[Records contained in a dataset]
........

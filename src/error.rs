use reqwest::StatusCode;
use thiserror::Error;

/// Errors from talking to the remote API.
#[derive(Debug, Error)]
pub enum ApiError {
    /// The server answered with a non-2xx status. The message is taken from
    /// the server's JSON `message` field when present, otherwise a
    /// call-site-specific default.
    #[error("{message}")]
    Status { status: StatusCode, message: String },

    /// Transport-level failure (DNS, TLS, timeout, connection reset).
    #[error("request failed: {0}")]
    Transport(#[from] reqwest::Error),

    /// The server answered 2xx but the body was not the expected shape.
    #[error("unexpected response body: {0}")]
    Decode(#[source] serde_json::Error),

    /// An authenticated write was attempted without a session.
    #[error("not signed in")]
    AuthRequired,
}

/// Errors from the feed pager.
#[derive(Debug, Error)]
pub enum FeedError {
    /// A page load for this feed is already in flight. The call is rejected,
    /// not queued.
    #[error("a page load is already in flight")]
    AlreadyLoading,

    /// The feed is exhausted; the last fetched page had no next-page token.
    #[error("no more pages")]
    NoMorePages,

    #[error(transparent)]
    Api(#[from] ApiError),
}

/// Client-side form validation failure. Never sent to the server.
#[derive(Debug, Error)]
#[error("{}", self.describe())]
pub struct ValidationError {
    pub issues: Vec<FieldIssue>,
}

/// A single failed validation rule, attributed to a form field.
#[derive(Debug, Clone)]
pub struct FieldIssue {
    pub field: &'static str,
    pub message: String,
}

impl ValidationError {
    #[must_use]
    pub fn new(issues: Vec<FieldIssue>) -> Self {
        Self { issues }
    }

    #[must_use]
    pub fn single(field: &'static str, message: impl Into<String>) -> Self {
        Self {
            issues: vec![FieldIssue {
                field,
                message: message.into(),
            }],
        }
    }

    fn describe(&self) -> String {
        self.issues
            .iter()
            .map(|issue| format!("{}: {}", issue.field, issue.message))
            .collect::<Vec<_>>()
            .join("; ")
    }
}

........

— Work to be completed —
Please quote nothing but the lines from the line with "a form field." through the end of the data above, exactly as written, ends included.

— Exercise response —
/// A single failed validation rule, attributed to a form field.
#[derive(Debug, Clone)]
pub struct FieldIssue {
    pub field: &'static str,
    pub message: String,
}

impl ValidationError {
    #[must_use]
    pub fn new(issues: Vec<FieldIssue>) -> Self {
        Self { issues }
    }

    #[must_use]
    pub fn single(field: &'static str, message: impl Into<String>) -> Self {
        Self {
            issues: vec![FieldIssue {
                field,
                message: message.into(),
            }],
        }
    }

    fn describe(&self) -> String {
        self.issues
            .iter()
            .map(|issue| format!("{}: {}", issue.field, issue.message))
            .collect::<Vec<_>>()
            .join("; ")
    }
}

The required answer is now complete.